> DIRECTIONS FOR THIS TASK: Each record needs to be echoed exactly; can you do that?

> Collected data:
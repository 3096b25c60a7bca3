//! Modrinth catalog client.
//!
//! Resolution follows the catalog's own ordering: the version list is
//! filtered server-side by exact game version and loader, and the first
//! entry returned is taken as the best match. No client-side re-sorting
//! happens.

use super::{fetch_artifact, get_json, ArtifactDescriptor, ModSource};
use crate::config::{ModLoader, Platform};
use crate::error::{Error, Result};

use async_trait::async_trait;
use indicatif::ProgressBar;
use reqwest::Url;
use reqwest_middleware::ClientWithMiddleware;
use serde::Deserialize;
use std::path::{Path, PathBuf};
use tracing::debug;

/// Base URL of the public Modrinth API.
pub const MODRINTH_API: &str = "https://api.modrinth.com/v2";

/// A Modrinth project.
#[derive(Deserialize, Debug, Clone)]
pub struct Project {
    /// The ID of the project
    pub id: String,
    #[serde(default)]
    pub slug: String,
    /// The display name of the project
    #[serde(default)]
    pub title: String,
}

/// A Modrinth project version.
#[derive(Deserialize, Debug, Clone)]
pub struct Version {
    /// The ID of this version
    pub id: String,
    /// The ID of the project this version is from
    #[serde(default)]
    pub project_id: String,
    #[serde(default)]
    pub version_number: String,
    /// The game versions this version supports
    #[serde(default)]
    pub game_versions: Vec<String>,
    /// The loaders that this version supports
    #[serde(default)]
    pub loaders: Vec<String>,
    /// The list of downloads for this version
    #[serde(default)]
    pub files: Vec<VersionFile>,
    /// The date this version was published in ISO-8601
    #[serde(default)]
    pub date_published: String,
}

/// A file download attached to a [`Version`].
#[derive(Deserialize, Debug, Clone)]
pub struct VersionFile {
    pub url: Option<String>,
    pub filename: Option<String>,
    /// Whether or not this is the primary file for this version
    #[serde(default)]
    pub primary: bool,
}

impl Version {
    /// The file flagged primary, or the first file when none is.
    pub fn primary_file(&self) -> Option<&VersionFile> {
        self.files
            .iter()
            .find(|f| f.primary)
            .or_else(|| self.files.first())
    }
}

/// Client for the Modrinth API.
#[derive(Clone, Debug)]
pub struct ModrinthClient {
    client: ClientWithMiddleware,
    base_url: String,
}

impl ModrinthClient {
    /// Create a client for the public Modrinth API.
    pub fn new(client: ClientWithMiddleware) -> Self {
        Self {
            client,
            base_url: MODRINTH_API.to_string(),
        }
    }

    /// Point the client at another deployment of the API.
    pub fn with_base_url(mut self, base_url: impl Into<String>) -> Self {
        self.base_url = base_url.into().trim_end_matches('/').to_string();
        self
    }

    pub fn base_url(&self) -> &str {
        &self.base_url
    }

    /// `<base>/project/<slug>[/<tail>...]`, with `slug` escaped as one
    /// path segment.
    fn project_url(&self, slug: &str, tail: &[&str]) -> Result<Url> {
        let invalid = |reason: String| Error::InvalidUrl(format!("{}: {}", self.base_url, reason));
        let mut url = Url::parse(&self.base_url).map_err(|e| invalid(e.to_string()))?;
        url.path_segments_mut()
            .map_err(|_| invalid("cannot be a base URL".into()))?
            .pop_if_empty()
            .push("project")
            .push(slug)
            .extend(tail);
        Ok(url)
    }

    /// Get a project by slug.
    pub async fn get_project(&self, slug: &str) -> Result<Project> {
        let url = self.project_url(slug, &[])?;
        get_json(self.client.get(url), slug, "Modrinth project").await
    }

    /// List the versions of `slug` matching `game_version` and `loader` exactly.
    pub async fn get_versions(
        &self,
        slug: &str,
        game_version: &str,
        loader: ModLoader,
    ) -> Result<Vec<Version>> {
        let url = self.project_url(slug, &["version"])?;
        let game_versions = json_list(game_version);
        let loaders = json_list(loader.as_str());
        let request = self
            .client
            .get(url)
            .query(&[("game_versions", game_versions), ("loaders", loaders)]);
        get_json(request, slug, "Modrinth versions").await
    }
}

/// Encode a single value as the JSON array the Modrinth filters expect.
fn json_list(value: &str) -> String {
    serde_json::Value::from(vec![value]).to_string()
}

/// Turn the first version of a filtered listing into a descriptor.
pub fn select_version(
    slug: &str,
    versions: Vec<Version>,
    game_version: &str,
    loader: ModLoader,
) -> Result<ArtifactDescriptor> {
    let version = versions.into_iter().next().ok_or_else(|| {
        Error::not_found(
            slug,
            format!(
                "no compatible version found (MC {}, {})",
                game_version, loader
            ),
        )
    })?;

    let file = version
        .primary_file()
        .ok_or_else(|| Error::not_found(slug, "version has no files"))?;
    let url = file
        .url
        .clone()
        .ok_or_else(|| Error::not_found(slug, "no download URL found"))?;
    let filename = file
        .filename
        .clone()
        .unwrap_or_else(|| format!("{}.jar", slug));

    Ok(ArtifactDescriptor {
        platform: Platform::Modrinth,
        slug: slug.to_string(),
        project_id: version.project_id.clone(),
        file_id: version.id.clone(),
        filename,
        url,
        game_versions: version.game_versions.clone(),
        loaders: version.loaders.clone(),
        published: version.date_published.clone(),
    })
}

#[async_trait]
impl ModSource for ModrinthClient {
    fn platform(&self) -> Platform {
        Platform::Modrinth
    }

    async fn resolve(
        &self,
        slug: &str,
        game_version: &str,
        loader: ModLoader,
    ) -> Result<ArtifactDescriptor> {
        let project = self.get_project(slug).await?;
        debug!("Modrinth project '{}' is {} ({})", slug, project.title, project.id);

        let versions = self.get_versions(slug, game_version, loader).await?;
        let mut artifact = select_version(slug, versions, game_version, loader)?;
        if artifact.project_id.is_empty() {
            artifact.project_id = project.id;
        }
        Ok(artifact)
    }

    async fn fetch(
        &self,
        artifact: &ArtifactDescriptor,
        output_dir: &Path,
        progress: &ProgressBar,
    ) -> Result<PathBuf> {
        fetch_artifact(&self.client, artifact, output_dir, progress).await
    }
}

> FINISHED EXERCISE:
repository 3096b25c60a7bca3
//! Modrinth catalog client.
//!
//! Resolution follows the catalog's own ordering: the version list is
//! filtered server-side by exact game version and loader, and the first
//! entry returned is taken as the best match. No client-side re-sorting
//! happens.

use super::{fetch_artifact, get_json, ArtifactDescriptor, ModSource};
use crate::config::{ModLoader, Platform};
use crate::error::{Error, Result};

use async_trait::async_trait;
use indicatif::ProgressBar;
use reqwest::Url;
use reqwest_middleware::ClientWithMiddleware;
use serde::Deserialize;
use std::path::{Path, PathBuf};
use tracing::debug;

/// Base URL of the public Modrinth API.
pub const MODRINTH_API: &str = "https://api.modrinth.com/v2";

/// A Modrinth project.
#[derive(Deserialize, Debug, Clone)]
pub struct Project {
    /// The ID of the project
    pub id: String,
    #[serde(default)]
    pub slug: String,
    /// The display name of the project
    #[serde(default)]
    pub title: String,
}

/// A Modrinth project version.
#[derive(Deserialize, Debug, Clone)]
pub struct Version {
    /// The ID of this version
    pub id: String,
    /// The ID of the project this version is from
    #[serde(default)]
    pub project_id: String,
    #[serde(default)]
    pub version_number: String,
    /// The game versions this version supports
    #[serde(default)]
    pub game_versions: Vec<String>,
    /// The loaders that this version supports
    #[serde(default)]
    pub loaders: Vec<String>,
    /// The list of downloads for this version
    #[serde(default)]
    pub files: Vec<VersionFile>,
    /// The date this version was published in ISO-8601
    #[serde(default)]
    pub date_published: String,
}

/// A file download attached to a [`Version`].
#[derive(Deserialize, Debug, Clone)]
pub struct VersionFile {
    pub url: Option<String>,
    pub filename: Option<String>,
    /// Whether or not this is the primary file for this version
    #[serde(default)]
    pub primary: bool,
}

impl Version {
    /// The file flagged primary, or the first file when none is.
    pub fn primary_file(&self) -> Option<&VersionFile> {
        self.files
            .iter()
            .find(|f| f.primary)
            .or_else(|| self.files.first())
    }
}

/// Client for the Modrinth API.
#[derive(Clone, Debug)]
pub struct ModrinthClient {
    client: ClientWithMiddleware,
    base_url: String,
}

impl ModrinthClient {
    /// Create a client for the public Modrinth API.
    pub fn new(client: ClientWithMiddleware) -> Self {
        Self {
            client,
            base_url: MODRINTH_API.to_string(),
        }
    }

    /// Point the client at another deployment of the API.
    pub fn with_base_url(mut self, base_url: impl Into<String>) -> Self {
        self.base_url = base_url.into().trim_end_matches('/').to_string();
        self
    }

    pub fn base_url(&self) -> &str {
        &self.base_url
    }

    /// `<base>/project/<slug>[/<tail>...]`, with `slug` escaped as one
    /// path segment.
    fn project_url(&self, slug: &str, tail: &[&str]) -> Result<Url> {
        let invalid = |reason: String| Error::InvalidUrl(format!("{}: {}", self.base_url, reason));
        let mut url = Url::parse(&self.base_url).map_err(|e| invalid(e.to_string()))?;
        url.path_segments_mut()
            .map_err(|_| invalid("cannot be a base URL".into()))?
            .pop_if_empty()
            .push("project")
            .push(slug)
            .extend(tail);
        Ok(url)
    }

    /// Get a project by slug.
    pub async fn get_project(&self, slug: &str) -> Result<Project> {
        let url = self.project_url(slug, &[])?;
        get_json(self.client.get(url), slug, "Modrinth project").await
    }

    /// List the versions of `slug` matching `game_version` and `loader` exactly.
    pub async fn get_versions(
        &self,
        slug: &str,
        game_version: &str,
        loader: ModLoader,
    ) -> Result<Vec<Version>> {
        let url = self.project_url(slug, &["version"])?;
        let game_versions = json_list(game_version);
        let loaders = json_list(loader.as_str());
        let request = self
            .client
            .get(url)
            .query(&[("game_versions", game_versions), ("loaders", loaders)]);
        get_json(request, slug, "Modrinth versions").await
    }
}

/// Encode a single value as the JSON array the Modrinth filters expect.
fn json_list(value: &str) -> String {
    serde_json::Value::from(vec![value]).to_string()
}

/// Turn the first version of a filtered listing into a descriptor.
pub fn select_version(
    slug: &str,
    versions: Vec<Version>,
    game_version: &str,
    loader: ModLoader,
) -> Result<ArtifactDescriptor> {
    let version = versions.into_iter().next().ok_or_else(|| {
        Error::not_found(
            slug,
            format!(
                "no compatible version found (MC {}, {})",
                game_version, loader
            ),
        )
    })?;

    let file = version
        .primary_file()
        .ok_or_else(|| Error::not_found(slug, "version has no files"))?;
    let url = file
        .url
        .clone()
        .ok_or_else(|| Error::not_found(slug, "no download URL found"))?;
    let filename = file
        .filename
        .clone()
        .unwrap_or_else(|| format!("{}.jar", slug));

    Ok(ArtifactDescriptor {
        platform: Platform::Modrinth,
        slug: slug.to_string(),
        project_id: version.project_id.clone(),
        file_id: version.id.clone(),
        filename,
        url,
        game_versions: version.game_versions.clone(),
        loaders: version.loaders.clone(),
        published: version.date_published.clone(),
    })
}

#[async_trait]
impl ModSource for ModrinthClient {
    fn platform(&self) -> Platform {
        Platform::Modrinth
    }

    async fn resolve(
        &self,
        slug: &str,
        game_version: &str,
        loader: ModLoader,
    ) -> Result<ArtifactDescriptor> {
        let project = self.get_project(slug).await?;
        debug!("Modrinth project '{}' is {} ({})", slug, project.title, project.id);

        let versions = self.get_versions(slug, game_version, loader).await?;
        let mut artifact = select_version(slug, versions, game_version, loader)?;
        if artifact.project_id.is_empty() {
            artifact.project_id = project.id;
        }
        Ok(artifact)
    }

    async fn fetch(
        &self,
        artifact: &ArtifactDescriptor,
        output_dir: &Path,
        progress: &ProgressBar,
    ) -> Result<PathBuf> {
        fetch_artifact(&self.client, artifact, output_dir, progress).await
    }
}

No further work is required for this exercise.